_MATERIAL PROVIDED_.
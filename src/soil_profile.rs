use crate::boundary_cond::BottomBoundary;
use crate::error::{BalanceError, Result};
use crate::root_uptake::{RootZone, root_fractions};
use crate::soil_hydra::SoilLayer;
use log::warn;
use nalgebra::DVector;

// Clamped residuals above this are worth a warning [mm]
const CLAMP_NOTICE: f64 = 1e-9;

// Result of the top-down infiltration cascade
#[derive(Clone, Debug, PartialEq)]
pub struct InfiltrationOutcome {
    pub gains: DVector<f64>, // Water stored by each layer [mm]
    pub drainage: f64,       // Spill past the deepest layer [mm]
}

// Result of gravitational redistribution
#[derive(Clone, Debug, PartialEq)]
pub struct RedistributionOutcome {
    pub percolation: DVector<f64>, // Flow out of the bottom of each layer [mm]
    pub drainage: f64,             // Part of that flow leaving the profile [mm]
}

// Result of root uptake / evaporative extraction
#[derive(Clone, Debug, PartialEq)]
pub struct UptakeOutcome {
    pub extracted: DVector<f64>, // Water removed from each layer [mm]
    pub shortfall: f64,          // Requested but not available [mm]
}

// Layered soil column, index 0 at the surface
#[derive(Clone, Debug)]
pub struct SoilProfile {
    layers: Vec<SoilLayer>,
    root_depth: f64, // Current rooting depth [mm]
}

impl SoilProfile {
    pub fn new(layers: Vec<SoilLayer>) -> Result<Self> {
        if layers.is_empty() {
            return Err(BalanceError::InvalidProfile(
                "a profile needs at least one layer".to_string(),
            ));
        }
        let root_total: f64 = layers.iter().map(|l| l.root_fraction()).sum();
        if root_total > 1.0 + 1e-6 {
            return Err(BalanceError::InvalidProfile(format!(
                "root fractions sum to {root_total}, more than 1"
            )));
        }

        // roots reach down to the bottom of the deepest rooted layer
        let mut bottom = 0.0;
        let mut root_depth = 0.0;
        for layer in &layers {
            bottom += layer.thickness();
            if layer.root_fraction() > 0.0 {
                root_depth = bottom;
            }
        }

        Ok(SoilProfile { layers, root_depth })
    }

    pub fn with_root_depth(mut self, root_depth: f64) -> Result<Self> {
        if !root_depth.is_finite() || root_depth < 0.0 {
            return Err(BalanceError::InvalidProfile(format!(
                "rooting depth must be non-negative, got {root_depth}"
            )));
        }
        self.root_depth = root_depth.min(self.depth());
        Ok(self)
    }

    pub fn layers(&self) -> &[SoilLayer] {
        &self.layers
    }

    pub fn len(&self) -> usize {
        self.layers.len()
    }

    pub fn is_empty(&self) -> bool {
        self.layers.is_empty()
    }

    // Total soil depth [mm]
    pub fn depth(&self) -> f64 {
        self.layers.iter().map(|l| l.thickness()).sum()
    }

    pub fn root_depth(&self) -> f64 {
        self.root_depth
    }

    // Total water held in the profile [mm]
    pub fn total_water(&self) -> f64 {
        self.layers.iter().map(|l| l.water()).sum()
    }

    // Total gravitational water above field capacity [mm]
    pub fn drainable_excess(&self) -> f64 {
        self.layers.iter().map(|l| l.drainable()).sum()
    }

    // Total room left before the whole column saturates [mm]
    pub fn storage_capacity(&self) -> f64 {
        self.layers.iter().map(|l| l.storage_capacity()).sum()
    }

    // Extractable water of each rooted layer [mm]
    pub fn uptake_capacity(&self) -> DVector<f64> {
        DVector::from_iterator(
            self.len(),
            self.layers.iter().map(|l| {
                if l.root_fraction() > 0.0 {
                    l.extractable()
                } else {
                    0.0
                }
            }),
        )
    }

    pub fn thetas(&self) -> DVector<f64> {
        DVector::from_iterator(self.len(), self.layers.iter().map(|l| l.theta()))
    }

    // Water held by each layer [mm]
    pub fn layer_water(&self) -> DVector<f64> {
        DVector::from_iterator(self.len(), self.layers.iter().map(|l| l.water()))
    }

    pub fn root_zone(&self) -> RootZone {
        RootZone::from_profile(self)
    }

    pub(crate) fn set_root_depth(&mut self, root_depth: f64) {
        self.root_depth = root_depth.clamp(0.0, self.depth());
    }

    // Reassign layer root fractions from the current rooting depth
    pub(crate) fn redistribute_roots(&mut self) {
        let fractions = root_fractions(self.layers.iter().map(|l| l.thickness()), self.root_depth);
        for (layer, fraction) in self.layers.iter_mut().zip(fractions) {
            layer.set_root_fraction(fraction);
        }
    }

    /// Route incoming water through the column, top to bottom.
    ///
    /// Each layer fills to saturation before the surplus tips into the layer
    /// below; whatever passes the deepest layer is deep drainage.
    pub fn apply_infiltration(&mut self, depth: f64) -> Result<InfiltrationOutcome> {
        if !depth.is_finite() || depth < 0.0 {
            return Err(BalanceError::InvalidInput(format!(
                "infiltration depth must be a non-negative number, got {depth}"
            )));
        }

        let mut gains = DVector::zeros(self.len());
        let mut incoming = depth;
        for (i, layer) in self.layers.iter_mut().enumerate() {
            if incoming <= 0.0 {
                break;
            }
            let take = incoming.min(layer.storage_capacity());
            let stored = shift_water(layer, take);
            gains[i] = stored;
            incoming -= stored;
        }

        Ok(InfiltrationOutcome {
            gains,
            drainage: incoming.max(0.0),
        })
    }

    /// Let water above field capacity drain to the layer below.
    ///
    /// One top-down pass. A layer passes at most its excess over field
    /// capacity, at most K_sat for the day, and no more than the layer below
    /// can hold. What the deepest layer does with its excess depends on the
    /// bottom boundary.
    pub fn apply_drainage_and_redistribution(
        &mut self,
        bottom: &BottomBoundary,
    ) -> RedistributionOutcome {
        let n = self.len();
        let mut percolation = DVector::zeros(n);
        let mut drainage = 0.0;

        for i in 0..n {
            let excess = self.layers[i].drainable();
            if excess <= 0.0 {
                continue;
            }
            let rate_limit = self.layers[i].params().ksat();

            if i + 1 < n {
                let (upper, lower) = self.layers.split_at_mut(i + 1);
                let (from, to) = (&mut upper[i], &mut lower[0]);
                let flux = excess.min(rate_limit).min(to.storage_capacity());
                if flux <= 0.0 {
                    continue;
                }
                let released = -shift_water(from, -flux);
                let received = shift_water(to, released);
                // anything the lower layer could not take stays put
                if released > received {
                    shift_water(from, released - received);
                }
                percolation[i] = received;
            } else if matches!(bottom, BottomBoundary::FreeDrainage) {
                let flux = excess.min(rate_limit);
                let released = -shift_water(&mut self.layers[i], -flux);
                percolation[i] = released;
                drainage += released;
            }
        }

        RedistributionOutcome {
            percolation,
            drainage,
        }
    }

    // Refill the deepest layer from a water table, up to field capacity [mm]
    pub fn apply_capillary_rise(&mut self, rate: f64) -> f64 {
        let Some(last) = self.layers.last_mut() else {
            return 0.0;
        };
        let amount = rate.max(0.0).min(last.deficit_below_fc());
        if amount <= 0.0 {
            return 0.0;
        }
        shift_water(last, amount)
    }

    /// Remove water from each layer, never going below wilting point.
    ///
    /// `amounts` holds one request per layer [mm]. Requests beyond a layer's
    /// extractable water are cut back and the total cut reported as the
    /// shortfall.
    pub fn apply_uptake(&mut self, amounts: &DVector<f64>) -> Result<UptakeOutcome> {
        if amounts.len() != self.len() {
            return Err(BalanceError::InvalidInput(format!(
                "expected {} uptake amounts, got {}",
                self.len(),
                amounts.len()
            )));
        }
        if amounts.iter().any(|a| !a.is_finite() || *a < 0.0) {
            return Err(BalanceError::InvalidInput(
                "uptake amounts must be non-negative numbers".to_string(),
            ));
        }

        let mut extracted = DVector::zeros(self.len());
        for (i, layer) in self.layers.iter_mut().enumerate() {
            let take = amounts[i].min(layer.extractable());
            if take > 0.0 {
                extracted[i] = -shift_water(layer, -take);
            }
        }
        let shortfall = (amounts.sum() - extracted.sum()).max(0.0);

        Ok(UptakeOutcome {
            extracted,
            shortfall,
        })
    }
}

// Add (or with a negative amount remove) water, returning the actual change [mm]
fn shift_water(layer: &mut SoilLayer, amount: f64) -> f64 {
    if amount == 0.0 {
        return 0.0;
    }
    let before = layer.water();
    let residual = layer.set_water(before + amount);
    if residual.abs() > CLAMP_NOTICE {
        warn!(
            "layer '{}' clamped to its bounds, {:.6} mm not applied",
            layer.name, residual
        );
    }
    layer.water() - before
}

#[cfg(test)]
mod tests {
    use super::*;
    use crate::soil_hydra::SoilParams;
    use approx::assert_relative_eq;

    fn params(ksat: f64) -> SoilParams {
        SoilParams::new(0.45, 0.30, 0.10, ksat).unwrap()
    }

    fn layer(theta: f64) -> SoilLayer {
        SoilLayer::new(200.0, params(1000.0), theta, 0.0).unwrap()
    }

    #[test]
    fn rejects_empty_profile() {
        assert!(matches!(
            SoilProfile::new(vec![]),
            Err(BalanceError::InvalidProfile(_))
        ));
    }

    #[test]
    fn rejects_too_many_roots() {
        let a = SoilLayer::new(100.0, params(10.0), 0.3, 0.7).unwrap();
        let b = SoilLayer::new(100.0, params(10.0), 0.3, 0.7).unwrap();
        assert!(SoilProfile::new(vec![a, b]).is_err());
    }

    #[test]
    fn root_depth_defaults_to_deepest_rooted_layer() {
        let a = SoilLayer::new(100.0, params(10.0), 0.3, 0.6).unwrap();
        let b = SoilLayer::new(150.0, params(10.0), 0.3, 0.4).unwrap();
        let c = SoilLayer::new(200.0, params(10.0), 0.3, 0.0).unwrap();
        let p = SoilProfile::new(vec![a, b, c]).unwrap();
        assert_relative_eq!(p.root_depth(), 250.0);
        assert_relative_eq!(p.depth(), 450.0);
    }

    #[test]
    fn single_layer_fills_then_drains() {
        let mut p = SoilProfile::new(vec![layer(0.30)]).unwrap();
        let out = p.apply_infiltration(50.0).unwrap();
        assert_relative_eq!(out.gains[0], 30.0, epsilon = 1e-9);
        assert_relative_eq!(out.drainage, 20.0, epsilon = 1e-9);
        assert_relative_eq!(p.layers()[0].theta(), 0.45, epsilon = 1e-12);
    }

    #[test]
    fn saturated_top_passes_everything_down() {
        let mut p = SoilProfile::new(vec![layer(0.45), layer(0.30)]).unwrap();
        let out = p.apply_infiltration(10.0).unwrap();
        assert_eq!(out.gains[0], 0.0);
        assert_relative_eq!(out.gains[1], 10.0, epsilon = 1e-9);
        assert_eq!(out.drainage, 0.0);
        assert_eq!(p.layers()[0].theta(), 0.45);
        assert_relative_eq!(p.layers()[1].theta(), 0.35, epsilon = 1e-12);
    }

    #[test]
    fn infiltration_rejects_negative_depth() {
        let mut p = SoilProfile::new(vec![layer(0.30)]).unwrap();
        assert!(p.apply_infiltration(-1.0).is_err());
        assert!(p.apply_infiltration(f64::NAN).is_err());
        assert_eq!(p.layers()[0].theta(), 0.30);
    }

    #[test]
    fn redistribution_moves_excess_down() {
        // 20 mm above field capacity on top, 30 mm of room below
        let mut p = SoilProfile::new(vec![layer(0.40), layer(0.30)]).unwrap();
        let out = p.apply_drainage_and_redistribution(&BottomBoundary::SpillOver);
        assert_relative_eq!(out.percolation[0], 20.0, epsilon = 1e-9);
        assert_eq!(out.drainage, 0.0);
        assert_relative_eq!(p.layers()[0].theta(), 0.30, epsilon = 1e-12);
        assert_relative_eq!(p.layers()[1].theta(), 0.40, epsilon = 1e-12);
    }

    #[test]
    fn redistribution_respects_ksat() {
        let top = SoilLayer::new(200.0, params(5.0), 0.40, 0.0).unwrap();
        let mut p = SoilProfile::new(vec![top, layer(0.30)]).unwrap();
        let out = p.apply_drainage_and_redistribution(&BottomBoundary::SpillOver);
        assert_relative_eq!(out.percolation[0], 5.0, epsilon = 1e-9);
    }

    #[test]
    fn redistribution_leaves_dry_layers_alone() {
        let mut p = SoilProfile::new(vec![layer(0.25), layer(0.20)]).unwrap();
        let before = p.thetas();
        let out = p.apply_drainage_and_redistribution(&BottomBoundary::FreeDrainage);
        assert_eq!(out.percolation.sum(), 0.0);
        assert_eq!(p.thetas(), before);
    }

    #[test]
    fn free_drainage_empties_bottom_to_field_capacity() {
        let mut p = SoilProfile::new(vec![layer(0.30), layer(0.45)]).unwrap();
        let out = p.apply_drainage_and_redistribution(&BottomBoundary::FreeDrainage);
        assert_relative_eq!(out.drainage, 30.0, epsilon = 1e-9);
        assert_relative_eq!(p.layers()[1].theta(), 0.30, epsilon = 1e-12);

        let mut q = SoilProfile::new(vec![layer(0.30), layer(0.45)]).unwrap();
        let out = q.apply_drainage_and_redistribution(&BottomBoundary::SpillOver);
        assert_eq!(out.drainage, 0.0);
        assert_eq!(q.layers()[1].theta(), 0.45);
    }

    #[test]
    fn capillary_rise_stops_at_field_capacity() {
        let mut p = SoilProfile::new(vec![layer(0.30), layer(0.29)]).unwrap();
        let risen = p.apply_capillary_rise(5.0);
        assert_relative_eq!(risen, 2.0, epsilon = 1e-9);
        assert_relative_eq!(p.layers()[1].theta(), 0.30, epsilon = 1e-12);
        assert!(p.apply_capillary_rise(5.0) < 1e-9);
    }

    #[test]
    fn uptake_stops_at_wilting_point() {
        // 4 mm above wilting point
        let mut p = SoilProfile::new(vec![layer(0.12)]).unwrap();
        let out = p.apply_uptake(&DVector::from_vec(vec![6.0])).unwrap();
        assert_relative_eq!(out.extracted[0], 4.0, epsilon = 1e-9);
        assert_relative_eq!(out.shortfall, 2.0, epsilon = 1e-9);
        assert_relative_eq!(p.layers()[0].theta(), 0.10, epsilon = 1e-12);
    }

    #[test]
    fn uptake_validates_before_mutating() {
        let mut p = SoilProfile::new(vec![layer(0.30), layer(0.30)]).unwrap();
        assert!(p.apply_uptake(&DVector::from_vec(vec![1.0])).is_err());
        assert!(p.apply_uptake(&DVector::from_vec(vec![1.0, -1.0])).is_err());
        assert_relative_eq!(p.total_water(), 120.0, epsilon = 1e-9);
    }

    #[test]
    fn profile_aggregates() {
        let p = SoilProfile::new(vec![layer(0.40), layer(0.20)]).unwrap();
        assert_relative_eq!(p.total_water(), 120.0, epsilon = 1e-9);
        assert_relative_eq!(p.drainable_excess(), 20.0, epsilon = 1e-9);
        assert_relative_eq!(p.storage_capacity(), 60.0, epsilon = 1e-9);
    }

    #[test]
    fn roots_follow_rooting_depth() {
        let mut p = SoilProfile::new(vec![layer(0.30), layer(0.30), layer(0.30)])
            .unwrap()
            .with_root_depth(300.0)
            .unwrap();
        p.redistribute_roots();
        let total: f64 = p.layers().iter().map(|l| l.root_fraction()).sum();
        assert_relative_eq!(total, 1.0, epsilon = 1e-12);
        assert_eq!(p.layers()[2].root_fraction(), 0.0);
    }
}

_DESCRIPTION OF THE TASK_. Repeat exactly the lines of the data from the first one through the line with "pub struct InfiltrationOutcome", both of them included.

_TASK SOLUTION_.
filename src/soil_profile.rs
use crate::boundary_cond::BottomBoundary;
use crate::error::{BalanceError, Result};
use crate::root_uptake::{RootZone, root_fractions};
use crate::soil_hydra::SoilLayer;
use log::warn;
use nalgebra::DVector;

// Clamped residuals above this are worth a warning [mm]
const CLAMP_NOTICE: f64 = 1e-9;

// Result of the top-down infiltration cascade
#[derive(Clone, Debug, PartialEq)]
pub struct InfiltrationOutcome {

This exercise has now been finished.